Astronomers detected these planets by looking through measurements of stellar brightness taken by TESS. Then by using MIT-developed satellite to observe characteristic dips in brightness that could flag a planet briefly blocking the star’s light as it goes before it.

The group secluded a few such signals from a nearby star, found 73 light-years away in the southern sky. They named the star TOI-270, for the 270th “TESS Object of Interest” recognized to date.

Using ground-based instruments to catch up with respect to the star’s action, astronomers affirmed that the signals are the consequence of three orbiting exoplanets: planet b, a rough super-Earth with an around three-day orbit; planet c, a sub-Neptune with a five-day orbit; and planet d, another sub-Neptune marginally farther, with a 11-day orbit.

Günther said, “For TOI-270, these planets line up like pearls on a string. That’s a very interesting thing because it lets us study their dynamical behavior. And you can almost expect, if there are more planets, the next one would be somewhere further out, at another integer ratio.”

“There is a good possibility that the system hosts other planets, further out from planet d, that might well lie within the habitable zone. Planet d, with an 11-day orbit, is about 10 million kilometers out from the star.”

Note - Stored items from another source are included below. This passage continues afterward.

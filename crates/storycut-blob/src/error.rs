//! Blob store error types.

use thiserror::Error;

pub type BlobResult<T> = Result<T, BlobError>;

#[derive(Debug, Error)]
pub enum BlobError {
    #[error("object not found: {0}")]
    NotFound(String),

    #[error("upload failed: {0}")]
    UploadFailed(String),

    #[error("download failed: {0}")]
    DownloadFailed(String),

    #[error("list failed: {0}")]
    ListFailed(String),

    #[error("delete failed: {0}")]
    DeleteFailed(String),

    #[error("configuration error: {0}")]
    ConfigError(String),

    #[error("IO error: {0}")]
    Io(#[from] std::io::Error),
}

impl BlobError {
    pub fn not_found(key: impl Into<String>) -> Self {
        Self::NotFound(key.into())
    }

    pub fn upload_failed(msg: impl Into<String>) -> Self {
        Self::UploadFailed(msg.into())
    }

    pub fn config_error(msg: impl Into<String>) -> Self {
        Self::ConfigError(msg.into())
    }
}
//! Enrichment artefacts derived from a source media.
//!
//! All artefacts are keyed by their owning `media_id` and written whole:
//! a reader never observes a partially-built transcript or silence map.

use schemars::JsonSchema;
use serde::{Deserialize, Serialize};

use crate::ids::MediaId;

/// A single word with timing, nested inside a transcript segment.
#[derive(Debug, Clone, PartialEq, Serialize, Deserialize, JsonSchema)]
pub struct Word {
    pub word: String,
    pub start: f64,
    pub end: f64,
    #[serde(skip_serializing_if = "Option::is_none")]
    pub probability: Option<f64>,
}

/// One transcript segment.
#[derive(Debug, Clone, PartialEq, Serialize, Deserialize, JsonSchema)]
pub struct TranscriptSegment {
    pub start: f64,
    pub end: f64,
    pub text: String,
    #[serde(skip_serializing_if = "Option::is_none")]
    pub confidence: Option<f64>,
    #[serde(default, skip_serializing_if = "Vec::is_empty")]
    pub words: Vec<Word>,
}

impl TranscriptSegment {
    pub fn duration(&self) -> f64 {
        (self.end - self.start).max(0.0)
    }

    /// Words per second inside this segment. Falls back to a whitespace
    /// split of `text` when word timings are absent.
    pub fn word_density(&self) -> f64 {
        let duration = self.duration();
        if duration <= 0.0 {
            return 0.0;
        }
        let words = if self.words.is_empty() {
            self.text.split_whitespace().count()
        } else {
            self.words.len()
        };
        words as f64 / duration
    }
}

/// Speech transcript for one media.
#[derive(Debug, Clone, PartialEq, Serialize, Deserialize, JsonSchema, Default)]
pub struct Transcript {
    /// Ordered, non-overlapping segments
    pub segments: Vec<TranscriptSegment>,
    /// Detected language tag, e.g. "en"
    #[serde(default)]
    pub language: String,
}

impl Transcript {
    /// Empty transcript (silent or audio-less source).
    pub fn empty() -> Self {
        Self::default()
    }

    pub fn is_empty(&self) -> bool {
        self.segments.is_empty()
    }

    /// Total number of words across all segments.
    pub fn word_count(&self) -> usize {
        self.segments
            .iter()
            .map(|s| {
                if s.words.is_empty() {
                    s.text.split_whitespace().count()
                } else {
                    s.words.len()
                }
            })
            .sum()
    }

    /// Check the transcript invariants: segments sorted, non-overlapping,
    /// each `start < end`, all inside `[0, duration]`, and every word inside
    /// its segment window.
    pub fn check_invariants(&self, duration: f64) -> Result<(), String> {
        let mut prev_end = 0.0f64;
        for (i, seg) in self.segments.iter().enumerate() {
            if seg.start < 0.0 || seg.end > duration + f64::EPSILON {
                return Err(format!(
                    "segment {} [{:.3}, {:.3}] outside [0, {:.3}]",
                    i, seg.start, seg.end, duration
                ));
            }
            if seg.start >= seg.end {
                return Err(format!("segment {} has start >= end", i));
            }
            if seg.start < prev_end {
                return Err(format!("segment {} overlaps its predecessor", i));
            }
            for w in &seg.words {
                if w.start >= w.end || w.start < seg.start - 1e-6 || w.end > seg.end + 1e-6 {
                    return Err(format!("segment {} word '{}' outside window", i, w.word));
                }
            }
            prev_end = seg.end;
        }
        Ok(())
    }
}

/// A `[start, end)` silence interval.
#[derive(Debug, Clone, Copy, PartialEq, Serialize, Deserialize, JsonSchema)]
pub struct SilenceInterval {
    pub start: f64,
    pub end: f64,
}

impl SilenceInterval {
    pub fn duration(&self) -> f64 {
        (self.end - self.start).max(0.0)
    }

    /// Overlap length with an arbitrary `[start, end)` window.
    pub fn overlap(&self, start: f64, end: f64) -> f64 {
        (self.end.min(end) - self.start.max(start)).max(0.0)
    }
}

/// Silence map for one media: sorted, pairwise-disjoint intervals.
#[derive(Debug, Clone, PartialEq, Serialize, Deserialize, JsonSchema, Default)]
pub struct SilenceMap {
    pub intervals: Vec<SilenceInterval>,
    /// Minimum silence length the detector was configured with
    #[serde(default)]
    pub min_silence_s: f64,
}

impl SilenceMap {
    pub fn empty() -> Self {
        Self::default()
    }

    /// Fraction of `[start, end)` covered by silence.
    pub fn silence_ratio(&self, start: f64, end: f64) -> f64 {
        let span = end - start;
        if span <= 0.0 {
            return 0.0;
        }
        let covered: f64 = self.intervals.iter().map(|i| i.overlap(start, end)).sum();
        (covered / span).clamp(0.0, 1.0)
    }

    /// Check disjointness, ordering and the minimum-length bound.
    pub fn check_invariants(&self) -> Result<(), String> {
        let mut prev_end = f64::NEG_INFINITY;
        for (i, iv) in self.intervals.iter().enumerate() {
            if iv.start >= iv.end {
                return Err(format!("interval {} has start >= end", i));
            }
            if iv.start < prev_end {
                return Err(format!("interval {} overlaps its predecessor", i));
            }
            if self.min_silence_s > 0.0 && iv.duration() + 1e-9 < self.min_silence_s {
                return Err(format!("interval {} shorter than min_silence", i));
            }
            prev_end = iv.end;
        }
        Ok(())
    }
}

/// Scene-cut timestamps for one media, strictly increasing, inside
/// `(0, duration)`. An empty list means one scene covers the timeline.
#[derive(Debug, Clone, PartialEq, Serialize, Deserialize, JsonSchema, Default)]
pub struct SceneCuts {
    pub cuts: Vec<f64>,
}

impl SceneCuts {
    pub fn empty() -> Self {
        Self::default()
    }

    /// Whether `t` coincides with a cut within `tolerance` seconds.
    pub fn near_cut(&self, t: f64, tolerance: f64) -> bool {
        self.cuts.iter().any(|c| (c - t).abs() <= tolerance)
    }

    pub fn check_invariants(&self, duration: f64) -> Result<(), String> {
        let mut prev = 0.0f64;
        for (i, &c) in self.cuts.iter().enumerate() {
            if c <= prev {
                return Err(format!("cut {} not strictly increasing", i));
            }
            if c >= duration {
                return Err(format!("cut {} at {:.3} beyond duration", i, c));
            }
            prev = c;
        }
        Ok(())
    }
}

/// One sampled frame with its description.
#[derive(Debug, Clone, PartialEq, Serialize, Deserialize, JsonSchema)]
pub struct Frame {
    /// Timestamp in seconds, unique per media
    pub t: f64,
    pub description: String,
    #[serde(skip_serializing_if = "Option::is_none")]
    pub confidence: Option<f64>,
}

/// A labeled `[start, end)` scene interval. Scenes are adjacent and cover
/// the whole timeline.
#[derive(Debug, Clone, PartialEq, Serialize, Deserialize, JsonSchema)]
pub struct Scene {
    pub start: f64,
    pub end: f64,
    #[serde(skip_serializing_if = "Option::is_none")]
    pub description: Option<String>,
}

impl Scene {
    pub fn duration(&self) -> f64 {
        (self.end - self.start).max(0.0)
    }
}

/// Feature breakdown behind a clip candidate's score.
#[derive(Debug, Clone, PartialEq, Serialize, Deserialize, JsonSchema, Default)]
pub struct ClipFeatures {
    /// Words per second inside the window
    pub speech_density: f64,
    /// Fraction of the window covered by silence
    pub silence_ratio: f64,
    /// Hook words matched in segment text
    pub keyword_hits: u32,
    /// Whether a boundary coincides with a scene cut
    pub scene_aligned: bool,
}

/// A scored candidate window for short-form clipping.
#[derive(Debug, Clone, Serialize, Deserialize, JsonSchema)]
pub struct ClipCandidate {
    pub media_id: MediaId,
    pub start: f64,
    pub end: f64,
    /// Retention score in [0, 100]
    pub score: f64,
    pub features: ClipFeatures,
    /// Opening line pulled from the transcript, if any
    #[serde(skip_serializing_if = "Option::is_none")]
    pub hook_text: Option<String>,
}

impl ClipCandidate {
    pub fn duration(&self) -> f64 {
        (self.end - self.start).max(0.0)
    }

    /// Whether this candidate overlaps another in source time.
    pub fn overlaps(&self, other: &ClipCandidate) -> bool {
        self.start < other.end && other.start < self.end
    }
}

#[cfg(test)]
mod tests {
    use super::*;

    fn seg(start: f64, end: f64, text: &str) -> TranscriptSegment {
        TranscriptSegment {
            start,
            end,
            text: text.to_string(),
            confidence: None,
            words: Vec::new(),
        }
    }

    #[test]
    fn transcript_invariants_hold_for_sorted_segments() {
        let t = Transcript {
            segments: vec![seg(0.0, 2.0, "hello there"), seg(2.0, 4.5, "welcome back")],
            language: "en".into(),
        };
        assert!(t.check_invariants(10.0).is_ok());
        assert_eq!(t.word_count(), 4);
    }

    #[test]
    fn transcript_invariants_reject_overlap() {
        let t = Transcript {
            segments: vec![seg(0.0, 3.0, "a"), seg(2.5, 4.0, "b")],
            language: "en".into(),
        };
        assert!(t.check_invariants(10.0).is_err());
    }

    #[test]
    fn transcript_invariants_reject_out_of_bounds() {
        let t = Transcript {
            segments: vec![seg(0.0, 12.0, "a")],
            language: "en".into(),
        };
        assert!(t.check_invariants(10.0).is_err());
    }

    #[test]
    fn silence_ratio_over_window() {
        let map = SilenceMap {
            intervals: vec![
                SilenceInterval {
                    start: 1.0,
                    end: 2.0,
                },
                SilenceInterval {
                    start: 5.0,
                    end: 7.0,
                },
            ],
            min_silence_s: 0.6,
        };
        assert!(map.check_invariants().is_ok());
        // window [0, 10): 3 seconds silent out of 10
        assert!((map.silence_ratio(0.0, 10.0) - 0.3).abs() < 1e-9);
        // window entirely inside a silent stretch
        assert!((map.silence_ratio(5.5, 6.5) - 1.0).abs() < 1e-9);
    }

    #[test]
    fn silence_invariants_reject_short_interval() {
        let map = SilenceMap {
            intervals: vec![SilenceInterval {
                start: 0.0,
                end: 0.2,
            }],
            min_silence_s: 0.6,
        };
        assert!(map.check_invariants().is_err());
    }

    #[test]
    fn scene_cuts_must_increase() {
        let cuts = SceneCuts {
            cuts: vec![1.0, 2.0, 2.0],
        };
        assert!(cuts.check_invariants(10.0).is_err());

        let cuts = SceneCuts {
            cuts: vec![1.0, 2.0, 9.5],
        };
        assert!(cuts.check_invariants(10.0).is_ok());
        assert!(cuts.near_cut(2.2, 0.25));
        assert!(!cuts.near_cut(3.0, 0.25));
    }

    #[test]
    fn candidate_overlap() {
        let a = ClipCandidate {
            media_id: MediaId::from("m"),
            start: 0.0,
            end: 20.0,
            score: 50.0,
            features: ClipFeatures::default(),
            hook_text: None,
        };
        let mut b = a.clone();
        b.start = 19.0;
        b.end = 40.0;
        assert!(a.overlaps(&b));
        b.start = 20.0;
        assert!(!a.overlaps(&b));
    }
}
//! API configuration.

/// Configuration for the HTTP server.
#[derive(Debug, Clone)]
pub struct ApiConfig {
    /// Bind host
    pub host: String,
    /// Bind port
    pub port: u16,
    /// Allowed CORS origins; empty means allow any
    pub cors_origins: Vec<String>,
    /// Whether the Prometheus endpoint is mounted
    pub metrics_enabled: bool,
}

impl Default for ApiConfig {
    fn default() -> Self {
        Self {
            host: "0.0.0.0".to_string(),
            port: 8080,
            cors_origins: Vec::new(),
            metrics_enabled: true,
        }
    }
}

impl ApiConfig {
    /// Create config from environment variables.
    pub fn from_env() -> Self {
        let defaults = Self::default();
        Self {
            host: std::env::var("API_HOST").unwrap_or(defaults.host),
            port: std::env::var("API_PORT")
                .ok()
                .and_then(|s| s.parse().ok())
                .unwrap_or(defaults.port),
            cors_origins: std::env::var("API_CORS_ORIGINS")
                .map(|v| {
                    v.split(',')
                        .map(|s| s.trim().to_string())
                        .filter(|s| !s.is_empty())
                        .collect()
                })
                .unwrap_or_default(),
            metrics_enabled: std::env::var("METRICS_ENABLED")
                .map(|v| v == "true" || v == "1")
                .unwrap_or(defaults.metrics_enabled),
        }
    }
}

“Given that the star is small and relatively cool — about half as hot as the sun — its habitable zone could potentially begin at around 15 million kilometers. But whether a planet exists within this zone, and whether it is habitable, depends on a host of other parameters, such as its size, mass, and atmospheric conditions.”

The details of the new planetary system are reported in the Nature Astronomy.